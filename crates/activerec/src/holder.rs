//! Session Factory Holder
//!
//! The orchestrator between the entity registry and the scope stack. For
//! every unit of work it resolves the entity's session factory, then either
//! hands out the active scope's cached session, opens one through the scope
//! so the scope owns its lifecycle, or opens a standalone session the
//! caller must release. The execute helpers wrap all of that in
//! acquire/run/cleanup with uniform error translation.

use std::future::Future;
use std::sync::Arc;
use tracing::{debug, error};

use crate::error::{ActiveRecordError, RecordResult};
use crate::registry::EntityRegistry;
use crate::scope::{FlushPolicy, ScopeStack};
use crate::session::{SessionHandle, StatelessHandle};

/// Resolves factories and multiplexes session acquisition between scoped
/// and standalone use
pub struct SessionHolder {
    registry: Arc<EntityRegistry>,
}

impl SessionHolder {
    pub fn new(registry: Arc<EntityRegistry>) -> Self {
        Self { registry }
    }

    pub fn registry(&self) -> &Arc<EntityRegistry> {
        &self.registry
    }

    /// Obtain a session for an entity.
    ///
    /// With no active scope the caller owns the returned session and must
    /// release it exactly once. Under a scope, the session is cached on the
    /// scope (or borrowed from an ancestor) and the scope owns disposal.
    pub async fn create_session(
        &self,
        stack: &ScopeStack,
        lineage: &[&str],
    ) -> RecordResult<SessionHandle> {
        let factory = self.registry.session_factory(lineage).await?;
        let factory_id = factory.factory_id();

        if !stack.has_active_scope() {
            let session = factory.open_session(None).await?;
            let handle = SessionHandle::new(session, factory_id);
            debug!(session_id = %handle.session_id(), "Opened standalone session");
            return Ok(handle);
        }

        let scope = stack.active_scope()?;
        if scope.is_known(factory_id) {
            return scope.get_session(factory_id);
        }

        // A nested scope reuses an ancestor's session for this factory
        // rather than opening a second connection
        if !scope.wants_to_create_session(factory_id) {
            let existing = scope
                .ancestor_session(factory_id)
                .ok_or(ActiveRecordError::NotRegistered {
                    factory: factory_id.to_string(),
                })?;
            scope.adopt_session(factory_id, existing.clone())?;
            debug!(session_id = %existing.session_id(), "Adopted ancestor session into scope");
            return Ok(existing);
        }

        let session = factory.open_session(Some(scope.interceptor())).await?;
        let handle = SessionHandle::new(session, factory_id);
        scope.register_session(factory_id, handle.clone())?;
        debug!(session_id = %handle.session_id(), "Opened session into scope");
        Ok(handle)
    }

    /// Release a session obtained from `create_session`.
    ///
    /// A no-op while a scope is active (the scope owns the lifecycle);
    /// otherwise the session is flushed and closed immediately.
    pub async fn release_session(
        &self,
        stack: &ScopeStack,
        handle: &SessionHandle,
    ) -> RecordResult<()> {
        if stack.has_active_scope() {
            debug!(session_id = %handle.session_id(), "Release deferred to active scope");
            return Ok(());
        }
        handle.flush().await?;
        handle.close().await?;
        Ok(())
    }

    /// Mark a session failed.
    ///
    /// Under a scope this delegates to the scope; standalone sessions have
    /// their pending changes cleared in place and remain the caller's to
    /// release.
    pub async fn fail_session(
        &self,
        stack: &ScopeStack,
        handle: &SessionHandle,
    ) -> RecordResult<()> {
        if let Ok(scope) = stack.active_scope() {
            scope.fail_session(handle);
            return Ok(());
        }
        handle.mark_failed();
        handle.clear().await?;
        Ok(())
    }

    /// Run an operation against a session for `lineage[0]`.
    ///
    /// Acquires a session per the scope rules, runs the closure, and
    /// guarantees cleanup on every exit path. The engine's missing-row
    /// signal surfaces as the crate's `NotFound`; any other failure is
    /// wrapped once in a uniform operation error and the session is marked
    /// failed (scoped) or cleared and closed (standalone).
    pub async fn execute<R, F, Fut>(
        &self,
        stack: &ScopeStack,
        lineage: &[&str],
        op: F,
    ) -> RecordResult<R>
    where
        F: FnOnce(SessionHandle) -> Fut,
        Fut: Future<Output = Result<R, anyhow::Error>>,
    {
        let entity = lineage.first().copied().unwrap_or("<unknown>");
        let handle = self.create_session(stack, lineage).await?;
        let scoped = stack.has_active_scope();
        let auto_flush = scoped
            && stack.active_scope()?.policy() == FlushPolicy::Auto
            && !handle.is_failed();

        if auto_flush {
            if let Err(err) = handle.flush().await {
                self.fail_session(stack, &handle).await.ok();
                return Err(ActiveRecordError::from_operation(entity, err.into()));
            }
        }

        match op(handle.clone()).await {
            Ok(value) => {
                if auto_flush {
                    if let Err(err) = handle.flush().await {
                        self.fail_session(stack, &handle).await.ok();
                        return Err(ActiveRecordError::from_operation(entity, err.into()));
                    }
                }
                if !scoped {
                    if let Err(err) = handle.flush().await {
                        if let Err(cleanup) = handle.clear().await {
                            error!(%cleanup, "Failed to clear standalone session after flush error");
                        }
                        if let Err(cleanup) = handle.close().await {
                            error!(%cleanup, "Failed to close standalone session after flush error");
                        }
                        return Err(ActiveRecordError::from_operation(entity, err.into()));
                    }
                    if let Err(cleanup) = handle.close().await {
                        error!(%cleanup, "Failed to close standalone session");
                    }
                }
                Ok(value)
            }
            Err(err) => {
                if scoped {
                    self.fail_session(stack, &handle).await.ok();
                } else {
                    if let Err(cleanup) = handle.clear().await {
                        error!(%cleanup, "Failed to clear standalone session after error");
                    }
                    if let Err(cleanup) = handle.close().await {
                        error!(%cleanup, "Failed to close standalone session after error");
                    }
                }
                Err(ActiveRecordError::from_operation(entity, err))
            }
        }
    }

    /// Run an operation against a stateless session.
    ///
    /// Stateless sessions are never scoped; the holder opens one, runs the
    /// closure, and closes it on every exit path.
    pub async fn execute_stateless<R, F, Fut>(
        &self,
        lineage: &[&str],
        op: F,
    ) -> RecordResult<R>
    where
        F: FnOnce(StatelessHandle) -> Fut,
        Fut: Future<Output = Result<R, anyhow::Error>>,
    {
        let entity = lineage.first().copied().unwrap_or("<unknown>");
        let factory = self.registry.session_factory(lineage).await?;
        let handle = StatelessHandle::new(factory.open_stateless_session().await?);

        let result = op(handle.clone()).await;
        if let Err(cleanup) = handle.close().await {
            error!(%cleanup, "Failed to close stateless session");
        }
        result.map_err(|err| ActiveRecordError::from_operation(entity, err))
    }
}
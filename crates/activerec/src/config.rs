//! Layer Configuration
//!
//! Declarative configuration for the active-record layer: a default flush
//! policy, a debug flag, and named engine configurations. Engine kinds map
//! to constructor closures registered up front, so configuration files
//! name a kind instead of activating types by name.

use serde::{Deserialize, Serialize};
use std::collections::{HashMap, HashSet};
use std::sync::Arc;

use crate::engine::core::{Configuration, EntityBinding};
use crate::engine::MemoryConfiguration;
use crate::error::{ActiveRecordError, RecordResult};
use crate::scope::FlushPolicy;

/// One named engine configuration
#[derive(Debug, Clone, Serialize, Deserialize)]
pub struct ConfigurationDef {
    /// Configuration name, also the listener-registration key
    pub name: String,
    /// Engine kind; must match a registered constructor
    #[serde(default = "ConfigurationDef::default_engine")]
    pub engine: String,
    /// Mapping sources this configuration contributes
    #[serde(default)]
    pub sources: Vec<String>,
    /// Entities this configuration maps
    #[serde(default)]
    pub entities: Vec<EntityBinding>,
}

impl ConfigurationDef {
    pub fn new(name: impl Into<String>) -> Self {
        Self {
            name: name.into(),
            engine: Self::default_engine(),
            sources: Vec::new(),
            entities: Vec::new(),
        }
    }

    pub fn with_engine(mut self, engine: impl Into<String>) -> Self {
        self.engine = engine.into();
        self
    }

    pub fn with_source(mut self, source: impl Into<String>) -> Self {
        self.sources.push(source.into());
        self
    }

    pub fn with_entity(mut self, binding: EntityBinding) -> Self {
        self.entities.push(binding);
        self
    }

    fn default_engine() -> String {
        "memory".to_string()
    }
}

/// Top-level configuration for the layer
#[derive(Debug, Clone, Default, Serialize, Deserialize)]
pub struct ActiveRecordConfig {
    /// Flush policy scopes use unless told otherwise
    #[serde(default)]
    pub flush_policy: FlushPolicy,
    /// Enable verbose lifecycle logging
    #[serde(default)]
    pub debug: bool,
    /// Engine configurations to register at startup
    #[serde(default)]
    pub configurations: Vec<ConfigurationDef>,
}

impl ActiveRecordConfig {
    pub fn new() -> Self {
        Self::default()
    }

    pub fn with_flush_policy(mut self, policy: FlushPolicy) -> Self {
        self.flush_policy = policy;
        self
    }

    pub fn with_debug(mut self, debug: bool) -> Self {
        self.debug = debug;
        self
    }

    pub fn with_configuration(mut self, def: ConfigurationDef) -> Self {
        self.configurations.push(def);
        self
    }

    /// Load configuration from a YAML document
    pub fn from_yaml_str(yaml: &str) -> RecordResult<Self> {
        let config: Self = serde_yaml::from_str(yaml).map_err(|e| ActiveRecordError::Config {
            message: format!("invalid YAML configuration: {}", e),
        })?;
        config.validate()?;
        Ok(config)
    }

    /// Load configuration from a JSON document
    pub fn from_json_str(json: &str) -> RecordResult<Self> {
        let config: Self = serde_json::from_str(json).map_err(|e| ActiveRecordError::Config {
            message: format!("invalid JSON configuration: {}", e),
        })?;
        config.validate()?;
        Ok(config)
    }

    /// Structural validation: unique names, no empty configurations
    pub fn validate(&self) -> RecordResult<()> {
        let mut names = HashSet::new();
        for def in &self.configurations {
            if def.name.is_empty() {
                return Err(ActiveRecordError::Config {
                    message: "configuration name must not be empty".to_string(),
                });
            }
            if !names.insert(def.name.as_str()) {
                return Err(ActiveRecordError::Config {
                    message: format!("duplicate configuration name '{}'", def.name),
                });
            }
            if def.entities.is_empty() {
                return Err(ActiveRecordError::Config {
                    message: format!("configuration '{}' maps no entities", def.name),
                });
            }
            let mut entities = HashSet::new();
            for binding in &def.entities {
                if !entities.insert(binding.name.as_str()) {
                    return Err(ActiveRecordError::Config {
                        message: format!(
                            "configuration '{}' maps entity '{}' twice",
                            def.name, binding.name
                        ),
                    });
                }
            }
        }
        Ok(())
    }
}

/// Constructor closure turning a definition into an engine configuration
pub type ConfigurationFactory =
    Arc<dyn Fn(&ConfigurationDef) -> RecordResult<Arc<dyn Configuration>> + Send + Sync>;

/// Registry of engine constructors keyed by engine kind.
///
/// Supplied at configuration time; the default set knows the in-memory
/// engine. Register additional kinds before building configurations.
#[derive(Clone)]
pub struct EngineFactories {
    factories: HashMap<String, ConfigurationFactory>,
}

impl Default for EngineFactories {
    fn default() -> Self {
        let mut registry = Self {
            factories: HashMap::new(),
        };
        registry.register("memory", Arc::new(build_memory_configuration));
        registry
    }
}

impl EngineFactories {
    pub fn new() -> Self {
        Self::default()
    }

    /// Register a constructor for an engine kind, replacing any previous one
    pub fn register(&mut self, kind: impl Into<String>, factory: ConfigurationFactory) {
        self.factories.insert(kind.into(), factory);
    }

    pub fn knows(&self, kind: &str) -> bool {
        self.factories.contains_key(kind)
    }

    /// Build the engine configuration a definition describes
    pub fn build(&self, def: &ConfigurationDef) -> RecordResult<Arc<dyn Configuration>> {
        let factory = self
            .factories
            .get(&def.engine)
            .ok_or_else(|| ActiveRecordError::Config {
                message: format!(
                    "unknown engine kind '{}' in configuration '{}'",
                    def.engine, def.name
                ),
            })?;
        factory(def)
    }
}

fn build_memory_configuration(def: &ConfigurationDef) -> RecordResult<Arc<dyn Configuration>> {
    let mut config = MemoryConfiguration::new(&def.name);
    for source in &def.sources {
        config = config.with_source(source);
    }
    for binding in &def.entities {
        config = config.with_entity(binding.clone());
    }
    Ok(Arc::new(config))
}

[HOW TO COMPLETE THIS TASK]
Report every line from the material above that mentions the word "push".

[WRITTEN ANSWER]
        self.sources.push(source.into());
        self.entities.push(binding);
        self.configurations.push(def);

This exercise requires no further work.